Em todos os momentos da História, seja na Antiguidade, na Idade Média, ou no nosso tempo, são as mesmas paixões e os mesmos desígnios que inspiram os humanos. Entender a História é entender melhor a natureza humana.

30 de março de 2019

A Tentação de D. Fernando



Este é um interessante romance sobre o reinado de D. Fernando, um rei que, apesar de ter ficado conhecido pela importante Lei das Sesmarias, teve um reinado bastante caótico, talvez se possa mesmo dizer improdutivo. Conduziu Portugal a guerras desnecessárias, fez um casamento problemático e, à sua morte, o reino caiu numa grave crise de sucessão, só resolvida com a vitória do Mestre de Avis na Batalha de Aljubarrota.

A caracterização que Jorge Sousa Correia faz de D. Fernando é acompanhada de grande ironia, o que até se justifica e cria momentos de facto hilariantes. No entanto, é uma caracterização muito distante, ou seja, o romancista vê a sua personagem de longe e limita-se a comentar, sem tentar explicar as suas motivações. É uma opção. Porém, agrada-me mais uma maior aproximação à personagem, dando a conhecer os seus motivos, conflitos e sentimentos.
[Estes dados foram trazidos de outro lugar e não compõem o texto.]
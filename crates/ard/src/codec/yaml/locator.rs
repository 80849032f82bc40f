//! Source positions for decoded YAML

use std::sync::Arc;

use crate::codec::{Location, Locator};
use crate::core::PathElement;

use super::compose::{NodeKind, YamlNode};

/// Finds the line and column of a path in a decoded YAML document
///
/// Obtained from [`decode_with_locator`](super::decode_with_locator). A path
/// that ends on a mapping value reports the position of its key; a path that
/// only partially matches reports the deepest node it reached.
///
/// ```rust
/// use ard::codec::{Location, Locator, yaml};
/// use ard::Path;
///
/// let (_, locator) = yaml::decode_with_locator(b"server:\n  port: 80\n").unwrap();
/// let path: Path = "server.port".parse().unwrap();
/// assert_eq!(locator.locate(path.elements()), Some(Location { line: 2, column: 3 }));
/// ```
#[derive(Debug, Clone)]
pub struct YamlLocator {
    root: Option<Arc<YamlNode>>,
}

impl YamlLocator {
    pub(crate) fn new(root: Option<Arc<YamlNode>>) -> Self {
        Self { root }
    }
}

impl Locator for YamlLocator {
    fn locate(&self, path: &[PathElement]) -> Option<Location> {
        let mut node = self.root.as_ref()?;
        let mut location = node.location;

        for element in path {
            let next = match (element, &node.kind) {
                (PathElement::Field(name) | PathElement::Map(name), NodeKind::Mapping(entries)) => {
                    find_entry(entries, name)
                }
                (PathElement::List(index), NodeKind::Sequence(items)) => {
                    items.get(*index).map(|item| (item.location, item))
                }
                (PathElement::SequencedList(index), NodeKind::Sequence(items)) => {
                    items.get(*index).map(|item| match &item.kind {
                        NodeKind::Mapping(pairs) if pairs.len() == 1 => {
                            let (key, value) = &pairs[0];
                            (key.location, value)
                        }
                        _ => (item.location, item),
                    })
                }
                _ => None,
            };

            match next {
                Some((found, child)) => {
                    location = found;
                    node = child;
                }
                None => break,
            }
        }

        Some(location)
    }
}

/// Entry for a string key, looking through merge keys when it is absent
fn find_entry<'a>(
    entries: &'a [(Arc<YamlNode>, Arc<YamlNode>)],
    name: &str,
) -> Option<(Location, &'a Arc<YamlNode>)> {
    let direct = entries
        .iter()
        .find(|(key, _)| !key.is_merge_key() && key.scalar_text() == Some(name));
    if let Some((key, value)) = direct {
        return Some((key.location, value));
    }

    entries
        .iter()
        .filter(|(key, _)| key.is_merge_key())
        .find_map(|(_, source)| match &source.kind {
            NodeKind::Mapping(merged) => find_entry(merged, name),
            NodeKind::Sequence(sources) => sources.iter().find_map(|source| match &source.kind {
                NodeKind::Mapping(merged) => find_entry(merged, name),
                _ => None,
            }),
            NodeKind::Scalar { .. } => None,
        })
}

#[cfg(test)]
mod tests {
    use pretty_assertions::assert_eq;
    use rstest::rstest;

    use super::*;
    use crate::codec::yaml::decode_with_locator;
    use crate::core::Path;

    const DOCUMENT: &str = "\
name: app
ports:
  - 80
  - 443
base: &base
  retries: 3
job:
  <<: *base
  steps:
    - run: build
    - run: test
";

    fn locate(path: &str) -> Option<Location> {
        let (_, locator) = decode_with_locator(DOCUMENT.as_bytes()).unwrap();
        let path: Path = path.parse().unwrap();
        locator.locate(path.elements())
    }

    #[rstest]
    #[case("name", 1, 1)]
    #[case("ports", 2, 1)]
    #[case("ports[1]", 4, 5)]
    #[case("job.retries", 6, 3)]
    #[case("job.steps{1}", 11, 7)]
    #[case("job.steps[0]", 10, 7)]
    #[case("[\"job\"].steps", 9, 3)]
    fn test_locate(#[case] path: &str, #[case] line: usize, #[case] column: usize) {
        assert_eq!(locate(path), Some(Location { line, column }));
    }

    #[rstest]
    #[case("ports.missing", 2, 1)]
    #[case("ports[7]", 2, 1)]
    #[case("job.steps[0].nope", 10, 7)]
    fn test_partial_match_reports_deepest(
        #[case] path: &str,
        #[case] line: usize,
        #[case] column: usize,
    ) {
        assert_eq!(locate(path), Some(Location { line, column }));
    }

    #[test]
    fn test_empty_document_has_no_locations() {
        let (_, locator) = decode_with_locator(b"").unwrap();
        assert_eq!(locator.locate(&[]), None);
    }
}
Jorge Sousa Correia é licenciado em História e foi professor dessa disciplina. Tem naturalmente um bom conhecimento da época. Por outro lado, usa e abusa de anacronismos. Por exemplo: um patrão de uma taberna dizer a uma das prostitutas que lá trabalham que não pode estar «mais do que cinco minutos com um cliente», num tempo em que ninguém usava relógio, pois todos se guiavam pelo sol, é inconcebível. As pessoas daquele tempo nem sequer sabiam o que eram minutos e segundos.

Também não apreciei a forma de caracterizar os ingleses que se instalaram em Portugal, a fim de ajudarem D. Fernando na sua guerra contra Castela. Provocaram muitos desacatos em Lisboa, mas mais por incompetência do rei em impor a ordem, do que por qualquer outro motivo. Ora, Jorge Sousa Correia descreve-os como modernos hooligans: homens violentos, que só sabem beber e andar à pancada e, não tendo portugueses em quem bater, «vá de andar ao murro uns com os outros». Enfim… Além disso, apelida-os, muitas vezes, de bretões, tendo eu sérias dúvidas se estará correta esta designação.
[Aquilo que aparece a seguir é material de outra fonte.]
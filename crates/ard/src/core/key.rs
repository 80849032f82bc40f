//! Canonical key stringification
//!
//! Turns any value into a deterministic string. It is used when a map is
//! converted to a string map, when struct fields are matched against map
//! keys, and whenever a scalar has to be read as a string.
//!
//! Values that compare equal always produce the same string: timestamps are
//! rendered in UTC and map entries are sorted.

use std::borrow::Cow;
use std::fmt::{self, Display, Formatter};

use base64::Engine;
use base64::engine::general_purpose::STANDARD;
use chrono::{SecondsFormat, Utc};

use crate::core::value::{Timestamp, Value};

impl Value {
    /// Canonical string form of this value
    ///
    /// Strings are returned as they are; everything else is rendered.
    pub fn key_string(&self) -> Cow<'_, str> {
        match self {
            Self::String(s) => Cow::Borrowed(s),
            other => {
                let mut out = String::new();
                write_canonical(other, &mut out, false);
                Cow::Owned(out)
            }
        }
    }

    /// Owned canonical string form of this value
    pub fn to_canonical_string(&self) -> String {
        self.key_string().into_owned()
    }
}

impl Display for Value {
    fn fmt(&self, f: &mut Formatter<'_>) -> fmt::Result {
        f.write_str(&self.key_string())
    }
}

/// Shortest round-trip float text, with YAML spellings for special values
pub(crate) fn format_float(f: f64) -> String {
    if f.is_nan() {
        ".nan".to_owned()
    } else if f.is_infinite() {
        if f > 0.0 { ".inf" } else { "-.inf" }.to_owned()
    } else {
        // Debug keeps a fractional part or exponent, so the text never
        // reads back as an integer
        format!("{f:?}")
    }
}

/// RFC 3339 text of a timestamp, keeping its offset
pub(crate) fn format_timestamp(t: &Timestamp) -> String {
    t.to_rfc3339_opts(SecondsFormat::AutoSi, true)
}

fn write_canonical(value: &Value, out: &mut String, nested: bool) {
    match value {
        Value::Null => out.push_str("null"),
        Value::Boolean(b) => out.push_str(if *b { "true" } else { "false" }),
        Value::Integer(i) => out.push_str(&i.to_string()),
        Value::UnsignedInteger(u) => out.push_str(&u.to_string()),
        Value::Float(f) => out.push_str(&format_float(*f)),
        Value::String(s) => {
            if nested {
                out.push_str(&format!("{s:?}"));
            } else {
                out.push_str(s);
            }
        }
        Value::Bytes(b) => out.push_str(&STANDARD.encode(b)),
        Value::Timestamp(t) => out.push_str(
            &t.with_timezone(&Utc)
                .to_rfc3339_opts(SecondsFormat::AutoSi, true),
        ),
        Value::List(list) => {
            out.push('[');
            for (index, element) in list.iter().enumerate() {
                if index > 0 {
                    out.push_str(", ");
                }
                write_canonical(element, out, true);
            }
            out.push(']');
        }
        Value::Map(map) => write_entries(map.iter().map(|(k, v)| (Cow::Borrowed(k), v)), out),
        Value::StringMap(map) => write_entries(
            map.iter()
                .map(|(k, v)| (Cow::Owned(Value::String(k.clone())), v)),
            out,
        ),
        Value::Host(host) => {
            out.push('<');
            out.push_str(host.type_name());
            out.push('>');
        }
    }
}

fn write_entries<'a, I>(entries: I, out: &mut String)
where
    I: Iterator<Item = (Cow<'a, Value>, &'a Value)>,
{
    let mut rendered: Vec<String> = entries
        .map(|(key, value)| {
            let mut entry = String::new();
            write_canonical(&key, &mut entry, true);
            entry.push_str(": ");
            write_canonical(value, &mut entry, true);
            entry
        })
        .collect();
    rendered.sort();

    out.push('{');
    out.push_str(&rendered.join(", "));
    out.push('}');
}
Uma última palavra para a taberna de Mariamem e do Falcão, local lisboeta de diversão noturna, onde se vão comentando as novidades. Em si, é uma boa ideia apresentar muito do que aconteceu no reinado de D. Fernando sob uma perspetiva popular. Por outro lado, o autor trata, na minha opinião, a vida das prostitutas que lá trabalham com leveza exagerada. Na Idade Média, as prostitutas encontravam-se no patamar mais baixo da sociedade, a sua vida era marcada por violência, desprezo total e graves problemas de saúde. Ora, as “meninas de Mariamem” são criaturas muito bem-dispostas, que aceitam todas essas vicissitudes de ânimo leve. A taberna de Mariamem é um paraíso para homens. E a leitura deste romance também se adequa mais ao setor masculino, diria eu.


5 comentários:

Juvenal Nunes disse...

Se me permite uma achega, direi que, a designação dos ingleses por bretões não é incorreta, porque era esse o nome porque eram conhecidos os habitantes naturais da Grã-Bretanha.

Juvenal Nunes

Juvenal Nunes disse...


Acerca dos relógios talvez o autor não tenha cometido um erro tão indesculpável quanto isso. O rei D. Fernando nasceu em 1345 e sabe-se que, em 1314,a França deu a conhecer o primeiro relógio público.O conhecimento deste facto pode justificar a forma como o autor desenvolveu a trama face à questão do tempo.

Juvenal Nunes

Cristina Torrão disse...

Caro Juvenal, só agora li os seus comentários, pois, por razões que me escapam, deixei de receber emails quando alguém comenta. Como tenho, porém, tido muitos comentários "spam", vou acionar a moderação e, aí, já devo receber os emails (espero).

Quanto aos seus comentários, muito obrigada.

Fiquei em dúvida com a palavra "bretões", porque há a Bretanha francesa e perguntei-me se apenas os seus habitantes seriam os bretões.

Quanto ao relógio, sim, eu tinha essa impressão de que foi precisamente no século XIV que surgiram os relógios. Mas coisas dessas, naquele tempo, demoravam a ser assimiladas pelo povo em geral, pelo que não sei se o pessoal de uma taberna já estaria familiarizada com minutos e segundos. Além disso, seria interessante saber quando surgiu o primeiro relógio público em Portugal. E, nessa altura, estariam todas as pessoas em condições de ler as horas?

Juvenal Nunes disse...

O primeiro relógio público em Portugal surgiu, precisamente, no reinado de D. Fernando. Este rei tomou a iniciativa, em 1377, de colocar, na Sé de Lisboa, o sino do relógio, que mandou fazer a um mestre chamado João Francês.
Espero que esta informação possa ser útil para o assunto em questão.

Juvenal Nunes

Cristina Torrão disse...

Caro Juvenal, muito obrigada pela sua informação que, sem sombra de dúvida, é interessante e útil. Não sabia e já registei.

Mantenho, no entanto, a dúvida de que todas as pessoas estariam em condições de ler as horas e continuo a considerar a expressão «mais do que cinco minutos com um cliente» fora de contexto. Se o relógio da Sé dava as horas (com badaladas) as pessoas foram aprendendo a dizer: "é meio-dia", "são 3 horas", são 5 horas", etc. Mas daí a saber o que eram minutos e segundos...

(Agora que ativei a moderação de comentários, já recebo os emails. A desvantagem é que os comentários ficam cativos, até eu os aprovar).